• Exercise requirements: Please count the lines with the word "Initech" in the material below, then state the number by itself.
Data provided Block Start
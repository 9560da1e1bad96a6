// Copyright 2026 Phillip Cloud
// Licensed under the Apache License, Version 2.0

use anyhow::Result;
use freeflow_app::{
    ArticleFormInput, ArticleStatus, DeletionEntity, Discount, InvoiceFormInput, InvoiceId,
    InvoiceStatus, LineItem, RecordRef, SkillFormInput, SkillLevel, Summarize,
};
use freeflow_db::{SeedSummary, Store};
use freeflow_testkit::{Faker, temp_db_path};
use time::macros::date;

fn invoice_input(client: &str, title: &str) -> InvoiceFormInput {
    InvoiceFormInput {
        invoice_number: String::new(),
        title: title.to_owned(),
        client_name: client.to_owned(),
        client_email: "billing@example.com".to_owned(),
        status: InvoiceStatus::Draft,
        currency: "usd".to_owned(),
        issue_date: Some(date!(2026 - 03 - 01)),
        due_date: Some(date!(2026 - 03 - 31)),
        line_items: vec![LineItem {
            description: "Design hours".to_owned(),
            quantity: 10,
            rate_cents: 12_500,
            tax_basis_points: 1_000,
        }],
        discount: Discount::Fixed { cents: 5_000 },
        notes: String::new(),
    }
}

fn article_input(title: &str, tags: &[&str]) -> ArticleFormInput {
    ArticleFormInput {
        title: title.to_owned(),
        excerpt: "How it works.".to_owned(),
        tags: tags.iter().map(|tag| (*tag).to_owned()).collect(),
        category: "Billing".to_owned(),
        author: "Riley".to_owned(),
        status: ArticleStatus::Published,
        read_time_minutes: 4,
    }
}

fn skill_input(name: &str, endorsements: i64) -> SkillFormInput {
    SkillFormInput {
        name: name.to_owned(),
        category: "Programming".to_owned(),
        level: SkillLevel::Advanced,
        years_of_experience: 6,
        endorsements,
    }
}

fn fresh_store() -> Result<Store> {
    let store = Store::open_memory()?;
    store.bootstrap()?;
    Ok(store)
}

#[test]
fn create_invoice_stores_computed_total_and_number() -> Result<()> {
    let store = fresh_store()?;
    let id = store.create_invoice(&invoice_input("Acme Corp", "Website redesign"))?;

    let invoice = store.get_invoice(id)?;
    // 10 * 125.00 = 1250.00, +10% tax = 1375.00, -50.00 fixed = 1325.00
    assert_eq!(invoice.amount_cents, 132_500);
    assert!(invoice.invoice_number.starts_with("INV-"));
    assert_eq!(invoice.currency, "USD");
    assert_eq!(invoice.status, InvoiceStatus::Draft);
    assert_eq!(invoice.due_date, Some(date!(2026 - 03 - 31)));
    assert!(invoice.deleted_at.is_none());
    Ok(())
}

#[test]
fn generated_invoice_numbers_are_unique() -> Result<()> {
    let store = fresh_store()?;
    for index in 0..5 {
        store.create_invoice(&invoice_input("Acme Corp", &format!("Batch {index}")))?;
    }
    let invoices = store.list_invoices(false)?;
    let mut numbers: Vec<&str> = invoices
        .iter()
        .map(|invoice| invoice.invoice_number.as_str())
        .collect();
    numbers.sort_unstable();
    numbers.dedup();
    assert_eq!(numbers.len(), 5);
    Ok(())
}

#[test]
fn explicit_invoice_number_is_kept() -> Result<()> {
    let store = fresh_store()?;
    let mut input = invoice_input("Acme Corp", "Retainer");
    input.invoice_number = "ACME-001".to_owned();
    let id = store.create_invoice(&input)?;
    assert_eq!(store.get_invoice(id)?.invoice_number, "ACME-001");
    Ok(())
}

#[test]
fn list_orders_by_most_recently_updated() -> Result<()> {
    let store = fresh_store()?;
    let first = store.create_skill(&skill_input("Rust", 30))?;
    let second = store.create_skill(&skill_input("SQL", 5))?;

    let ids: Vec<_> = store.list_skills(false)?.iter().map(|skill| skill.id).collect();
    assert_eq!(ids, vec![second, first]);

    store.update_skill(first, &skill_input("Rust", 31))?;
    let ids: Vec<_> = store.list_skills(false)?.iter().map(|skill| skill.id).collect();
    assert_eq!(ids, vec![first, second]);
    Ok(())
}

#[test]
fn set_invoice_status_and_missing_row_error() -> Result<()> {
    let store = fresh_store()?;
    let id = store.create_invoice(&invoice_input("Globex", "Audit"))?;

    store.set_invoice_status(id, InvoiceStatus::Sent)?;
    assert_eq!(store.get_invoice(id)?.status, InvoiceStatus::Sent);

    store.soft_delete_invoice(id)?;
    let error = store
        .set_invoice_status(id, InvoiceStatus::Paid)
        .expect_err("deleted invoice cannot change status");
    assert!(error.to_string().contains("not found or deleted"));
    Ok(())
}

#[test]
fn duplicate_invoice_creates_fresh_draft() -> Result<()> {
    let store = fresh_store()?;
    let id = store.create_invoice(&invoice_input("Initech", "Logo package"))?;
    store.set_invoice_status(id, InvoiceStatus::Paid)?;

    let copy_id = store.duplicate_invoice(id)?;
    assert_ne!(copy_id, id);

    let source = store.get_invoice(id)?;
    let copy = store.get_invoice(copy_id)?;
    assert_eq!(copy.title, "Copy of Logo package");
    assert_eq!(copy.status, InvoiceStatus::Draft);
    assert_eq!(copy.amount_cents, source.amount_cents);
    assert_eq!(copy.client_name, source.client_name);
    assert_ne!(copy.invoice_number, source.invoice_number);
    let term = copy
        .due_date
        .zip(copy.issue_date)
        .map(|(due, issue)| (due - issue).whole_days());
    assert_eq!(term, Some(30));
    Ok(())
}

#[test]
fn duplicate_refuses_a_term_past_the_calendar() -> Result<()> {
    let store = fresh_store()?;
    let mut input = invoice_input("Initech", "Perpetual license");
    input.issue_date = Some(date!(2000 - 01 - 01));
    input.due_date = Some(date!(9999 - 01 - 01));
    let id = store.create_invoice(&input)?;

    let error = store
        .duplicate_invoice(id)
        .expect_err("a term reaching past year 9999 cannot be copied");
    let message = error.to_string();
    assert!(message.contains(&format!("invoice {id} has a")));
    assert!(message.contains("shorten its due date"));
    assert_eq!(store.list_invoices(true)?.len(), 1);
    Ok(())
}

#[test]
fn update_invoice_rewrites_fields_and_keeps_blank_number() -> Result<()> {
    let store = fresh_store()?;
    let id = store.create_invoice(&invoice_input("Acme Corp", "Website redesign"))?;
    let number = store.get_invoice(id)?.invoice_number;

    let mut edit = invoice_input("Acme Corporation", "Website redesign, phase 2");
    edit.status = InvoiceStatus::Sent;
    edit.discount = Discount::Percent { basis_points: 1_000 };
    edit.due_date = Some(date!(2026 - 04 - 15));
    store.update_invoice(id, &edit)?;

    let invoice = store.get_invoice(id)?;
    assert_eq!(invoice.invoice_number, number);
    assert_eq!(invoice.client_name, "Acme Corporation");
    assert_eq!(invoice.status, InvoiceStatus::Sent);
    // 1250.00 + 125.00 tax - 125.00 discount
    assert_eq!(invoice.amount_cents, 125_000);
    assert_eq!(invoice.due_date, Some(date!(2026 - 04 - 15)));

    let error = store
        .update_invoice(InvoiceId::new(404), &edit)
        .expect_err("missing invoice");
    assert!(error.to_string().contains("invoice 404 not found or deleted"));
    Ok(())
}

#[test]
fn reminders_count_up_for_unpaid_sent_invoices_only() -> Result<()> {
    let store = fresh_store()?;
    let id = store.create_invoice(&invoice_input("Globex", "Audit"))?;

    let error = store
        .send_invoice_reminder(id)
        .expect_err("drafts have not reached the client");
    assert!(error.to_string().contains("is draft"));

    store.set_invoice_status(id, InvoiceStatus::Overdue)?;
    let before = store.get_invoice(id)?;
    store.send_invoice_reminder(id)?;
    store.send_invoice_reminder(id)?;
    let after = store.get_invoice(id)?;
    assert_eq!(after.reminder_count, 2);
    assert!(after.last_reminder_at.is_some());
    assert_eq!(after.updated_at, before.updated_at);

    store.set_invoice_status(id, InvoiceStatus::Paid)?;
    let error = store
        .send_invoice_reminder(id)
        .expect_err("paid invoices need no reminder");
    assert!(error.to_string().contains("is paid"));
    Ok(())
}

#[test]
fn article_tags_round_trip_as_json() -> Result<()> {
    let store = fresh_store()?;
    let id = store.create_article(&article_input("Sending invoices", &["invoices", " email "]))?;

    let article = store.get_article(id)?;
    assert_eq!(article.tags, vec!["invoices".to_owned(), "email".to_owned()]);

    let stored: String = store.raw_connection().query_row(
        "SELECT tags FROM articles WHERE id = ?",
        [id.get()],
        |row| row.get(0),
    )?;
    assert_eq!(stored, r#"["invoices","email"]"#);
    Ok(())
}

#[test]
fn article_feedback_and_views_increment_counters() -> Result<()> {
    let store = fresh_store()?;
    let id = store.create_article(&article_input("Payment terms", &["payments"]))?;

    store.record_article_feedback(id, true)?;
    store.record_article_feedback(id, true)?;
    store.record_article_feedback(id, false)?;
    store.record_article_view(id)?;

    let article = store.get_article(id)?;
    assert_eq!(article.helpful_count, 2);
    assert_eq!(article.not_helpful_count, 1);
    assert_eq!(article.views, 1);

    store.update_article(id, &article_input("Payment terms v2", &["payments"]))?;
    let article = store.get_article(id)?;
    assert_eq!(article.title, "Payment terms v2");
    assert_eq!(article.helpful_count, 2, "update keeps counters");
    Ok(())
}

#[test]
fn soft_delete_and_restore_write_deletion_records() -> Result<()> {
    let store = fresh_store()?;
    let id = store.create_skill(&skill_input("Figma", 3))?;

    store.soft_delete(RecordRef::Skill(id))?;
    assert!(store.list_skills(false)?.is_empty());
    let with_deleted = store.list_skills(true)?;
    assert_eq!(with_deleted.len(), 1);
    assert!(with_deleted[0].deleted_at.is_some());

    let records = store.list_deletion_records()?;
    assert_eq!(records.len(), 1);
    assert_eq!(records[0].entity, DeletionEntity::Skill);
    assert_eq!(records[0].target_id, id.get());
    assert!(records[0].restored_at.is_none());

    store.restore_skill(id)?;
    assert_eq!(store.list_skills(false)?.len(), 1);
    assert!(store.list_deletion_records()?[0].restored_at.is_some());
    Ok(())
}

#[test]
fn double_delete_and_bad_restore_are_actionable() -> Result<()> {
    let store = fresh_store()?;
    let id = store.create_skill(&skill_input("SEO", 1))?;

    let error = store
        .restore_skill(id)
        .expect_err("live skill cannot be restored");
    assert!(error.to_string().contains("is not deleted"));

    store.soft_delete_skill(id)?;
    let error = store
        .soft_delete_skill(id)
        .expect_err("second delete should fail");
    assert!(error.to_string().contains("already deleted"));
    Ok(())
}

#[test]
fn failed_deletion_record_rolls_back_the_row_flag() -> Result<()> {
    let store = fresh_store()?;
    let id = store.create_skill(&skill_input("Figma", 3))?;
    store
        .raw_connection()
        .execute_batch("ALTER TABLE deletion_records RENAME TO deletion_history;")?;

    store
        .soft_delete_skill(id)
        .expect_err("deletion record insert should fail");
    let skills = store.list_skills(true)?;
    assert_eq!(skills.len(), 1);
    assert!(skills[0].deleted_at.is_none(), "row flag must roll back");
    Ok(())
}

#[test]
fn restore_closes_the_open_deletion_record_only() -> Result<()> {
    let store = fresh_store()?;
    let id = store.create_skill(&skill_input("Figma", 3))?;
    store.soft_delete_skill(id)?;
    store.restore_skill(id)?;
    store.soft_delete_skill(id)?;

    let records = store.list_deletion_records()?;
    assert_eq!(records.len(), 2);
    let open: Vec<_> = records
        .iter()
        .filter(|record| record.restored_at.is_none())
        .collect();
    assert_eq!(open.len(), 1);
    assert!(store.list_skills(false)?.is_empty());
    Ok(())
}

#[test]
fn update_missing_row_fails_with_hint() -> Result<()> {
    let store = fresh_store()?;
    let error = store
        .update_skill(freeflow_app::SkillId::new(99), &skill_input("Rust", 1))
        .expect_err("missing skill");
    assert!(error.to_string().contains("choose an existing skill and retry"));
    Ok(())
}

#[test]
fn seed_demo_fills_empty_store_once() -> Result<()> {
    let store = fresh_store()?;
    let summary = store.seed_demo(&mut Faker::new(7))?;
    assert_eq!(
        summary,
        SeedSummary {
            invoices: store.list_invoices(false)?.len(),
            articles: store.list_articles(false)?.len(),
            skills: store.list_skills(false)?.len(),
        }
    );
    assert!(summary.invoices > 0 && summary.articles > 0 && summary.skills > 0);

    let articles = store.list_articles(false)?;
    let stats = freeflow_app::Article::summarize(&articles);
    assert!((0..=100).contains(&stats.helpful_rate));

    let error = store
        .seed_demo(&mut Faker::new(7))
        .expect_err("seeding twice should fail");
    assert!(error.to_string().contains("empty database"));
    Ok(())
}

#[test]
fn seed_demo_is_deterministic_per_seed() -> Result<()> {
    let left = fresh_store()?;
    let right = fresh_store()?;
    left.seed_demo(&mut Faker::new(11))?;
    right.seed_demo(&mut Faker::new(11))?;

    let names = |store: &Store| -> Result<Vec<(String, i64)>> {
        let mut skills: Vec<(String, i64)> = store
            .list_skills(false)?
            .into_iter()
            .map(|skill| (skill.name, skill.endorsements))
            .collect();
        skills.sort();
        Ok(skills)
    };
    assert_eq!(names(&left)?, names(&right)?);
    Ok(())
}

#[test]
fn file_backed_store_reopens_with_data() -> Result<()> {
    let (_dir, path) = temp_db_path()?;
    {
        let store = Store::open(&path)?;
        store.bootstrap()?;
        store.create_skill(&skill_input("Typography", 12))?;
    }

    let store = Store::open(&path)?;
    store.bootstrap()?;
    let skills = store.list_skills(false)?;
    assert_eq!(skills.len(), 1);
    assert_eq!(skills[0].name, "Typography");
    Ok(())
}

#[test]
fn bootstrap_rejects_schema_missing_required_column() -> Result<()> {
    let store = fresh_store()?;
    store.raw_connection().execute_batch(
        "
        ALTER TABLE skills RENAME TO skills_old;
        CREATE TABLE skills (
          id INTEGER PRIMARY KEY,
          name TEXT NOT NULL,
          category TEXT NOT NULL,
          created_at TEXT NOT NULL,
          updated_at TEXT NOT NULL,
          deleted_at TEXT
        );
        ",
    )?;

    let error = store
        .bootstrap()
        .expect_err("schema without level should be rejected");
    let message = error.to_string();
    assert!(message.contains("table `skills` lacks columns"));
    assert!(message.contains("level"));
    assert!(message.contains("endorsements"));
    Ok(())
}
Data provided Block End
• Answer section: 2